Richard Howitt, Australia and the Power of Poetic Memory

Authors

  • Judith Johnston

Keywords:

Richard Howitt, Antediluvian Sketches, The Gipsy King and Other Poems, Wasp’s Honey, Impressions of Australia Felix, “To a Small Australian Flower”, colonial nostalgia, poetry of nostalgia, Romanticism in Australian poetry, Sherwood poets

Abstract

In 1839, with his brother Godfrey and other family members, Richard Howitt (1799-1869) emigrated to Australia as a settler but returned to England in 1844, disillusioned. His experiences are recorded in Impressions of Australia Felix, during Four Years’ Residence in that Colony (1845), an interesting mixture of prose and his own poetry, as well as occasional quotations from other published poets.

Like a poetic talisman, William Wordsworth’s name recurs again and again in both the poetry and the prose of Richard Howitt, both directly and indirectly.
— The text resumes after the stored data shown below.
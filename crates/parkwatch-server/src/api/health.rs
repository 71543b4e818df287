//! Liveness and store reachability.

use axum::extract::State;
use axum::http::StatusCode;
use axum::routing::get;
use axum::{Json, Router};
use parkwatch_core::StorageBackend;
use serde::{Deserialize, Serialize};
use utoipa::ToSchema;

use crate::state::SharedState;

/// Overall service condition.
#[derive(Debug, Clone, Copy, PartialEq, Eq, Serialize, Deserialize, ToSchema)]
#[serde(rename_all = "lowercase")]
pub enum HealthStatus {
    /// The session store answered.
    Ok,
    /// The session store failed; check-ins and check-outs will fail too.
    Degraded,
}

/// Health report.
#[derive(Debug, Clone, Serialize, Deserialize, ToSchema)]
#[schema(example = json!({
    "status": "ok",
    "version": "0.1.0",
    "storage": "json",
    "sessions": 42,
    "parked": 7
}))]
pub struct HealthResponse {
    /// Overall condition.
    pub status: HealthStatus,

    /// Server version.
    #[schema(example = "0.1.0")]
    pub version: String,

    /// Session store in use.
    pub storage: StorageBackend,

    /// Sessions recorded, absent if the store failed.
    pub sessions: Option<usize>,

    /// Vehicles currently inside, absent if the store failed.
    pub parked: Option<usize>,
}

/// Creates the health router.
pub fn router() -> Router<SharedState> {
    Router::new().route("/", get(health_check))
}

/// Report whether the session store is reachable.
#[utoipa::path(
    get,
    path = "/health",
    tag = "system",
    operation_id = "healthCheck",
    summary = "Check service health",
    description = "Reads the session store and reports its backend and how many \
        vehicles are parked. Answers 503 when the store cannot be read.",
    responses(
        (status = 200, description = "Store reachable", body = HealthResponse),
        (status = 503, description = "Store failing", body = HealthResponse)
    )
)]
pub async fn health_check(State(state): State<SharedState>) -> (StatusCode, Json<HealthResponse>) {
    let storage = state.service.storage_backend();
    let counts = match state.service.list_all() {
        Ok(sessions) => Some((
            sessions.len(),
            sessions.iter().filter(|s| s.is_open()).count(),
        )),
        Err(err) => {
            tracing::warn!(error = %err, ?storage, "Health check could not read sessions");
            None
        }
    };

    let (code, status) = if counts.is_some() {
        (StatusCode::OK, HealthStatus::Ok)
    } else {
        (StatusCode::SERVICE_UNAVAILABLE, HealthStatus::Degraded)
    };

    (
        code,
        Json(HealthResponse {
            status,
            version: env!("CARGO_PKG_VERSION").to_string(),
            storage,
            sessions: counts.map(|(total, _)| total),
            parked: counts.map(|(_, open)| open),
        }),
    )
}

#[cfg(test)]
mod tests {
    use super::*;
    use std::sync::Arc;

    use chrono::Utc;
    use parkwatch_core::{
        ManualClock, MemoryStore, NewSession, ParkingConfig, SessionStore, StoreError,
        StoreResult, VehicleSession, VehicleType,
    };

    use crate::state::AppState;

    struct UnreadableStore;

    impl SessionStore for UnreadableStore {
        fn create(&self, _new: NewSession) -> StoreResult<VehicleSession> {
            Err(StoreError::Poisoned)
        }
        fn update(&self, _session: &VehicleSession) -> StoreResult<()> {
            Err(StoreError::Poisoned)
        }
        fn find_all(&self) -> StoreResult<Vec<VehicleSession>> {
            Err(StoreError::Poisoned)
        }
        fn find_open_by_plate(&self, _plate: &str) -> StoreResult<Option<VehicleSession>> {
            Err(StoreError::Poisoned)
        }
        fn backend(&self) -> StorageBackend {
            StorageBackend::Json
        }
    }

    fn state_with(store: Arc<dyn SessionStore>) -> SharedState {
        AppState::with_parts(
            &ParkingConfig::default(),
            store,
            Arc::new(ManualClock::new(Utc::now())),
        )
    }

    #[tokio::test]
    async fn test_health_counts_parked_vehicles() {
        let state = state_with(Arc::new(MemoryStore::new()));
        state.service.check_in_as("ABC-123", VehicleType::Car).await.unwrap();
        state.service.check_in_as("XYZ-9", VehicleType::Motorcycle).await.unwrap();
        state.service.check_out("XYZ-9").await.unwrap();

        let (code, Json(report)) = health_check(State(state)).await;
        assert_eq!(code, StatusCode::OK);
        assert_eq!(report.status, HealthStatus::Ok);
        assert_eq!(report.storage, StorageBackend::Memory);
        assert_eq!(report.sessions, Some(2));
        assert_eq!(report.parked, Some(1));
        assert_eq!(report.version, env!("CARGO_PKG_VERSION"));
    }

    #[tokio::test]
    async fn test_unreadable_store_degrades_health() {
        let (code, Json(report)) = health_check(State(state_with(Arc::new(UnreadableStore)))).await;
        assert_eq!(code, StatusCode::SERVICE_UNAVAILABLE);
        assert_eq!(report.status, HealthStatus::Degraded);
        assert_eq!(report.storage, StorageBackend::Json);
        assert_eq!(report.sessions, None);
        assert_eq!(report.parked, None);
    }
}
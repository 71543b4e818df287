//! Vehicle session API endpoints.
//!
//! A vehicle is checked in when it enters the facility and checked out
//! when it leaves. Checkout bills every whole hour spent inside, with a
//! minimum of one hour, at the rate of the vehicle's category.

use axum::extract::{Path, State};
use axum::http::StatusCode;
use axum::routing::{get, put};
use axum::{Json, Router};
use chrono::{DateTime, Utc};
use chrono_tz::Tz;
use parkwatch_core::{
    Locale, MessageId, ParkingError, SessionId, SessionState, VehicleSession, VehicleType,
};
use serde::{Deserialize, Serialize};
use utoipa::ToSchema;

use crate::api::error::{ApiError, ApiResult, ErrorResponse};
use crate::api::locale::{LangQuery, RequestLocale};
use crate::state::{AppState, SharedState};

/// Format of facility-local timestamps.
const LOCAL_TIME_FORMAT: &str = "%Y-%m-%d %H:%M:%S";

/// Creates the sessions router with all endpoints.
pub fn router() -> Router<SharedState> {
    Router::new()
        .route("/", get(list_sessions).post(check_in))
        .route("/open/{plate}", get(find_open_session))
        .route("/open/{plate}/exit", put(check_out))
}

// ============================================================================
// Request/Response Types
// ============================================================================

/// A vehicle session as returned by the API.
#[derive(Debug, Clone, Serialize, Deserialize, ToSchema)]
#[schema(example = json!({
    "id": "01932c4e-8f3a-7b2e-9d41-5a6c7e8f9a0b",
    "plate": "ABC-123",
    "vehicle_type": "car",
    "vehicle_type_label": "carro",
    "state": "closed",
    "entry_time": "2025-01-15T13:00:00Z",
    "entry_time_local": "2025-01-15 08:00:00",
    "exit_time": "2025-01-15T15:10:00Z",
    "exit_time_local": "2025-01-15 10:10:00",
    "billed_hours": 2,
    "total_cost": 4000
}))]
pub struct SessionResponse {
    /// Session identifier.
    pub id: SessionId,

    /// Vehicle plate.
    #[schema(example = "ABC-123")]
    pub plate: String,

    /// Vehicle category.
    pub vehicle_type: VehicleType,

    /// Category label in the request locale.
    #[schema(example = "carro")]
    pub vehicle_type_label: String,

    /// Whether the vehicle is still inside.
    pub state: SessionState,

    /// Entry time (UTC).
    pub entry_time: DateTime<Utc>,

    /// Entry time in the facility timezone.
    #[schema(example = "2025-01-15 08:00:00")]
    pub entry_time_local: String,

    /// Exit time (UTC), absent while open.
    pub exit_time: Option<DateTime<Utc>>,

    /// Exit time in the facility timezone, absent while open.
    #[schema(example = "2025-01-15 10:10:00")]
    pub exit_time_local: Option<String>,

    /// Hours billed, absent while open.
    #[schema(example = 2)]
    pub billed_hours: Option<u64>,

    /// Fee charged at checkout; zero while open.
    #[schema(example = 4000)]
    pub total_cost: u64,
}

impl SessionResponse {
    fn render(session: VehicleSession, state: &AppState, locale: Locale) -> Self {
        let local = |t: DateTime<Utc>| local_time(t, state.timezone);
        Self {
            vehicle_type_label: state.service.tariffs().label(session.vehicle_type, locale),
            state: session.state(),
            entry_time_local: local(session.entry_time),
            exit_time_local: session.exit_time.map(local),
            billed_hours: session.billed_hours(),
            id: session.id,
            plate: session.plate,
            vehicle_type: session.vehicle_type,
            entry_time: session.entry_time,
            exit_time: session.exit_time,
            total_cost: session.total_cost,
        }
    }
}

/// Result of a check-in or check-out.
#[derive(Debug, Clone, Serialize, Deserialize, ToSchema)]
pub struct SessionActionResponse {
    /// Localized confirmation.
    #[schema(example = "Vehicle with plate ABC-123 checked in.")]
    pub message: String,

    /// The session after the operation.
    pub session: SessionResponse,
}

/// Every recorded session.
#[derive(Debug, Clone, Serialize, Deserialize, ToSchema)]
pub struct SessionListResponse {
    /// Sessions in check-in order.
    pub sessions: Vec<SessionResponse>,

    /// Number of sessions.
    #[schema(example = 1)]
    pub total: usize,

    /// How many are still open.
    #[schema(example = 1)]
    pub open: usize,
}

/// Request body for checking a vehicle in.
#[derive(Debug, Clone, Deserialize, ToSchema)]
#[schema(example = json!({
    "plate": "ABC-123",
    "vehicle_type": "carro"
}))]
pub struct CheckInRequest {
    /// Vehicle plate. Any printable text without '/'; surrounding
    /// whitespace is trimmed.
    #[schema(example = "ABC-123", min_length = 1)]
    pub plate: String,

    /// Vehicle category label in the request locale, case-insensitive
    /// (`carro`/`moto` or `car`/`motorcycle`).
    #[schema(example = "carro")]
    pub vehicle_type: String,
}

// ============================================================================
// Handlers
// ============================================================================

/// List every session.
#[utoipa::path(
    get,
    path = "/api/sessions",
    tag = "sessions",
    operation_id = "listSessions",
    summary = "List all sessions",
    description = "Returns every session ever recorded, open and closed, in check-in order.",
    params(LangQuery),
    responses(
        (status = 200, description = "Sessions retrieved", body = SessionListResponse)
    )
)]
pub async fn list_sessions(
    State(state): State<SharedState>,
    RequestLocale(locale): RequestLocale,
) -> ApiResult<Json<SessionListResponse>> {
    let sessions = state
        .service
        .list_all()
        .map_err(|e| fail(&state, &e, locale))?;

    let open = sessions.iter().filter(|s| s.is_open()).count();
    let sessions: Vec<_> = sessions
        .into_iter()
        .map(|s| SessionResponse::render(s, &state, locale))
        .collect();

    Ok(Json(SessionListResponse {
        total: sessions.len(),
        open,
        sessions,
    }))
}

/// Check a vehicle in.
#[utoipa::path(
    post,
    path = "/api/sessions",
    tag = "sessions",
    operation_id = "checkIn",
    summary = "Check a vehicle in",
    description = "Opens a session for the plate with the current time as entry time. \
        Fails if the plate already has an open session or the vehicle type \
        matches no category label in the request language.",
    params(LangQuery),
    request_body = CheckInRequest,
    responses(
        (status = 201, description = "Vehicle checked in", body = SessionActionResponse),
        (status = 400, description = "Invalid plate or vehicle type", body = ErrorResponse),
        (status = 409, description = "Plate already has an open session", body = ErrorResponse)
    )
)]
pub async fn check_in(
    State(state): State<SharedState>,
    RequestLocale(locale): RequestLocale,
    Json(request): Json<CheckInRequest>,
) -> ApiResult<(StatusCode, Json<SessionActionResponse>)> {
    let session = state
        .service
        .check_in(&request.plate, &request.vehicle_type, locale)
        .await
        .map_err(|e| fail(&state, &e, locale))?;

    let message = state
        .catalog
        .text(locale, MessageId::VehicleRegistered, &[&session.plate]);

    Ok((
        StatusCode::CREATED,
        Json(SessionActionResponse {
            message,
            session: SessionResponse::render(session, &state, locale),
        }),
    ))
}

/// Look up the open session for a plate.
#[utoipa::path(
    get,
    path = "/api/sessions/open/{plate}",
    tag = "sessions",
    operation_id = "findOpenSession",
    summary = "Find a parked vehicle",
    description = "Returns the open session for the plate, if the vehicle is inside.",
    params(
        ("plate" = String, Path, description = "Vehicle plate", example = "ABC-123"),
        LangQuery
    ),
    responses(
        (status = 200, description = "Vehicle is parked", body = SessionResponse),
        (status = 404, description = "No open session for the plate", body = ErrorResponse)
    )
)]
pub async fn find_open_session(
    State(state): State<SharedState>,
    RequestLocale(locale): RequestLocale,
    Path(plate): Path<String>,
) -> ApiResult<Json<SessionResponse>> {
    let session = state
        .service
        .find_open(&plate)
        .map_err(|e| fail(&state, &e, locale))?;

    Ok(Json(SessionResponse::render(session, &state, locale)))
}

/// Check a vehicle out and bill it.
#[utoipa::path(
    put,
    path = "/api/sessions/open/{plate}/exit",
    tag = "sessions",
    operation_id = "checkOut",
    summary = "Check a vehicle out",
    description = "Closes the open session for the plate. Elapsed time is truncated to \
        whole hours with a one hour minimum and multiplied by the category's hourly rate.",
    params(
        ("plate" = String, Path, description = "Vehicle plate", example = "ABC-123"),
        LangQuery
    ),
    responses(
        (status = 200, description = "Vehicle checked out", body = SessionActionResponse),
        (status = 404, description = "No open session for the plate", body = ErrorResponse)
    )
)]
pub async fn check_out(
    State(state): State<SharedState>,
    RequestLocale(locale): RequestLocale,
    Path(plate): Path<String>,
) -> ApiResult<Json<SessionActionResponse>> {
    let session = state
        .service
        .check_out(&plate)
        .await
        .map_err(|e| fail(&state, &e, locale))?;

    let message = state.catalog.text(
        locale,
        MessageId::VehicleExit,
        &[&session.plate, &session.total_cost],
    );

    Ok(Json(SessionActionResponse {
        message,
        session: SessionResponse::render(session, &state, locale),
    }))
}

// ============================================================================
// Helpers
// ============================================================================

fn fail(state: &AppState, err: &ParkingError, locale: Locale) -> ApiError {
    if err.is_recoverable() {
        tracing::debug!(error = %err, "Request rejected");
    }
    ApiError::localized(err, &state.catalog, locale)
}

fn local_time(instant: DateTime<Utc>, tz: Tz) -> String {
    instant.with_timezone(&tz).format(LOCAL_TIME_FORMAT).to_string()
}

#[cfg(test)]
mod tests {
    use super::*;
    use chrono::TimeZone;

    #[test]
    fn test_local_time_uses_facility_timezone() {
        let instant = Utc.with_ymd_and_hms(2025, 1, 15, 13, 0, 0).unwrap();
        assert_eq!(
            local_time(instant, chrono_tz::America::Bogota),
            "2025-01-15 08:00:00"
        );
        assert_eq!(local_time(instant, chrono_tz::UTC), "2025-01-15 13:00:00");
    }

    #[test]
    fn test_check_in_request_deserialization() {
        let json = r#"{"plate": "ABC-123", "vehicle_type": "Carro"}"#;
        let request: CheckInRequest = serde_json::from_str(json).unwrap();
        assert_eq!(request.plate, "ABC-123");
        assert_eq!(request.vehicle_type, "Carro");
    }
}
The focus of this article will be on two poems addressing an English daisy discovered in Australia by Howitt, to consider them in the light of four daisy poems published by Wordsworth between 1807 and 1815.

Finally, this article will argue that the power of memory and recollection, explored through Howitt’s poetry, would prove to be the undoing of this Nottingham poet and would-be colonist.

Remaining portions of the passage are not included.